Down to the day of audience, which did not take place till the 18th of May, the Dutch were not suffered to go out. Numbers of persons obtained, however, permission to visit them. The first who called were five physicians and two astronomers, prompted especially by Thunberg’s scientific reputation, which the interpreters had noised abroad, and who were very inquisitive on various points of science. The questions of the astronomers related principally to eclipses, which it appeared they could not calculate to minutes, and frequently not even to hours; but besides the difficulty of carrying on this conversation through interpreters, another arose, from the fact that Thunberg’s astronomy had grown a little rusty, and that neither he nor the Japanese had any books to which they could refer.

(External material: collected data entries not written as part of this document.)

#[cfg(test)]
mod tests {
    use super::*;
    use serde_json::json;

    #[test]
    fn test_export_argv_sample_only_takes_precedence() {
        let options = ExportOptions {
            sample_only: true,
            max_rows: Some(100),
        };
        let request = EngineRequest::export("/data/a.hyper", &options);
        let argv: Vec<String> = request
            .to_argv()
            .into_iter()
            .map(|s| s.to_string_lossy().into_owned())
            .collect();
        assert_eq!(argv, vec!["export", "/data/a.hyper", "--sample-only"]);
        assert_eq!(options.row_limit(), Some(5));
    }

    #[test]
    fn test_export_argv_max_rows() {
        let request = EngineRequest::export("a.hyper", &ExportOptions::limited(10));
        let argv: Vec<String> = request
            .to_argv()
            .into_iter()
            .map(|s| s.to_string_lossy().into_owned())
            .collect();
        assert_eq!(argv, vec!["export", "a.hyper", "--max-rows", "10"]);
    }

    #[test]
    fn test_row_count_decoding() {
        let known: RowCount = serde_json::from_value(json!(42)).unwrap();
        assert_eq!(known, RowCount::Known(42));
        let unknown: RowCount = serde_json::from_value(json!("Unable to determine")).unwrap();
        assert_eq!(unknown, RowCount::Unknown);
        let null: RowCount = serde_json::from_value(Value::Null).unwrap();
        assert!(null.is_unknown());
        assert_eq!(serde_json::to_value(RowCount::Unknown).unwrap(), json!("unknown"));
    }

    #[test]
    fn test_row_count_total_does_not_count_unknown_as_zero() {
        let counts = [RowCount::Known(10), RowCount::Unknown, RowCount::Known(5)];
        assert_eq!(RowCount::total(counts.iter()), (15, 1));
    }

    #[test]
    fn test_envelope_requires_boolean_success() {
        assert!(EngineResponse::from_document(json!([1, 2])).is_err());
        assert!(EngineResponse::from_document(json!({"success": "yes"})).is_err());

        let response =
            EngineResponse::from_document(json!({"success": false, "error": "boom"})).unwrap();
        assert!(!response.success);
        assert_eq!(response.error.as_deref(), Some("boom"));
    }

    #[test]
    fn test_decode_rejects_wrong_shape() {
        let discover_doc = json!({"success": true, "directory": ".", "files_found": 0, "files": []});
        assert!(EnginePayload::decode(Operation::Discover, &discover_doc).is_ok());
        assert!(EnginePayload::decode(Operation::Export, &discover_doc).is_err());
    }

    #[test]
    fn test_inspected_table_sample_error() {
        let table: InspectedTable = serde_json::from_value(json!({
            "schema": "Extract",
            "name": "Extract",
            "full_name": "\"Extract\".\"Extract\"",
            "type": "TABLE",
            "columns": [{"name": "id", "type": "integer", "nullable": false, "default": null}],
            "row_count": "Unable to determine",
            "sample_data": ["Error retrieving sample data: permission denied"]
        }))
        .unwrap();
        assert!(table.row_count.is_unknown());
        assert_eq!(table.sample_rows().count(), 0);
        assert!(table.sample_error().unwrap().contains("permission denied"));
    }

    #[test]
    fn test_enforce_row_limit() {
        let rows: Vec<Map<String, Value>> = (0..8)
            .map(|i| {
                let mut row = Map::new();
                row.insert("id".to_string(), json!(i));
                row
            })
            .collect();
        let mut result = ExportResult {
            file_path: "a.hyper".to_string(),
            file_name: "a.hyper".to_string(),
            file_size: 1,
            export_type: ExportType::FullData,
            max_rows_per_table: Some(3),
            schemas: vec!["public".to_string()],
            tables: vec![ExportedTable {
                schema: TableSchema {
                    schema_name: "public".to_string(),
                    table_name: "t".to_string(),
                    full_name: String::new(),
                    table_kind: "TABLE".to_string(),
                    columns: vec![],
                },
                total_rows: RowCount::Known(8),
                exported_rows: 8,
                data: rows,
            }],
            total_tables: 1,
            total_rows_exported: 8,
        };

        assert_eq!(result.enforce_row_limit(Some(3)), 1);
        assert_eq!(result.tables[0].exported_rows, 3);
        assert_eq!(result.total_rows_exported, 3);
        assert_eq!(result.enforce_row_limit(None), 0);
    }
}
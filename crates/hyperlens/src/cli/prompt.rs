//! Line-oriented prompts for `interactive`.
//!
//! Readers and writers are generic so the prompts can be driven from tests.
//! `None` means the input ended (EOF, e.g. Ctrl-D).

use std::io::{self, BufRead, Write};

/// Print `prompt` and read one trimmed line.
pub fn prompt_line<R: BufRead, W: Write>(
    input: &mut R,
    output: &mut W,
    prompt: &str,
) -> io::Result<Option<String>> {
    write!(output, "{}", prompt)?;
    output.flush()?;

    let mut line = String::new();
    if input.read_line(&mut line)? == 0 {
        return Ok(None);
    }
    Ok(Some(line.trim().to_string()))
}

/// Yes/no question. An empty answer takes `default`; without a default the
/// question is repeated.
pub fn prompt_confirm<R: BufRead, W: Write>(
    input: &mut R,
    output: &mut W,
    prompt: &str,
    default: Option<bool>,
) -> io::Result<Option<bool>> {
    let hint = match default {
        Some(true) => "(Y/n)",
        Some(false) | None => "(y/N)",
    };
    loop {
        let Some(answer) = prompt_line(input, output, &format!("{} {}: ", prompt, hint))? else {
            return Ok(None);
        };
        match answer.to_uppercase().as_str() {
            "Y" | "YES" => return Ok(Some(true)),
            "N" | "NO" => return Ok(Some(false)),
            "" => {
                if let Some(default) = default {
                    return Ok(Some(default));
                }
            }
            _ => {}
        }
    }
}

/// Pick a 1-based entry out of `count`. `q` (or EOF) yields `None`; bad input
/// is reported and asked again.
pub fn prompt_choice<R: BufRead, W: Write>(
    input: &mut R,
    output: &mut W,
    prompt: &str,
    count: usize,
) -> io::Result<Option<usize>> {
    loop {
        let Some(answer) = prompt_line(input, output, prompt)? else {
            return Ok(None);
        };
        if answer.eq_ignore_ascii_case("q") {
            return Ok(None);
        }
        match answer.parse::<usize>() {
            Ok(n) if (1..=count).contains(&n) => return Ok(Some(n - 1)),
            _ => writeln!(output, "Enter a number between 1 and {}, or q to quit.", count)?,
        }
    }
}
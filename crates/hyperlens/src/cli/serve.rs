//! Serve command - run the HTTP upload service

use anyhow::Result;
use hyperlens_engine::{Dispatcher, ProcessEngine};
use hyperlens_protocol::HyperlensConfig;
use std::path::PathBuf;
use tracing::{info, warn};

/// Arguments for the serve command
#[derive(Debug)]
pub struct ServeArgs {
    pub bind: Option<String>,
    pub staging_dir: Option<PathBuf>,
}

/// Execute the serve command
pub async fn run(args: ServeArgs, mut config: HyperlensConfig) -> Result<()> {
    config.apply_overrides(None, args.bind, args.staging_dir);
    let engine = ProcessEngine::new(&config.engine);
    match engine.locate() {
        Some(path) => info!("Inspection engine: {}", path.display()),
        None => warn!(
            "Inspection engine '{}' not found on PATH; requests will fail until it is installed",
            engine.program().display()
        ),
    }

    hyperlens::serve(&config, Dispatcher::from_engine(engine), shutdown_signal()).await
}

/// Resolves on Ctrl-C, or SIGTERM on Unix.
async fn shutdown_signal() {
    let ctrl_c = async {
        if let Err(e) = tokio::signal::ctrl_c().await {
            warn!("Failed to listen for Ctrl-C: {}", e);
            std::future::pending::<()>().await;
        }
    };

    #[cfg(unix)]
    let terminate = async {
        use tokio::signal::unix::{signal, SignalKind};
        match signal(SignalKind::terminate()) {
            Ok(mut stream) => {
                stream.recv().await;
            }
            Err(e) => {
                warn!("Failed to listen for SIGTERM: {}", e);
                std::future::pending::<()>().await;
            }
        }
    };

    #[cfg(not(unix))]
    let terminate = std::future::pending::<()>();

    tokio::select! {
        _ = ctrl_c => info!("Received Ctrl+C, initiating shutdown..."),
        _ = terminate => info!("Received SIGTERM, initiating shutdown..."),
    }
}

In matters of medicine[54] he felt more at home, especially as two of the Japanese doctors could speak Dutch,—one of them tolerably well. They also had some knowledge of natural history, collected partly from Chinese and Dutch books, and partly from the Dutch physicians who had visited Yedo, but who frequently had not been very well able to instruct them, as they were often, to use Thunberg’s expression, “little better than horse-doctors.” One of the two Japanese, quite a young man, was the emperor’s body-physician; the other, somewhat older and better informed, was physician to one of the chief princes. Both were good-natured, acute, and lively. They attached themselves to Thunberg with great zeal, coming to see him every day, and often staying late at night. Though wearisome with their questions, yet so insinuating were they in their manners and anxious to learn, that our traveller found much pleasure in their society. They had a number of Dutch works on botany, medicine, and surgery, and Thunberg sold them some others. They were particularly struck with the fine set of surgical instruments which he had brought from Amsterdam and Paris. These medical friends were of great use to him in his studies in natural history. Among the botanical specimens which they brought him were the pine of Europe (Pinus abies), of which, as well as of the Pinus silvestris, he had seen several on his journey to court, the chestnut, which he saw afterwards at Miyako, on his return, and the walnut (Jugulans nigra). They also brought him a variety of ores and minerals, and specimens of fishes and insects.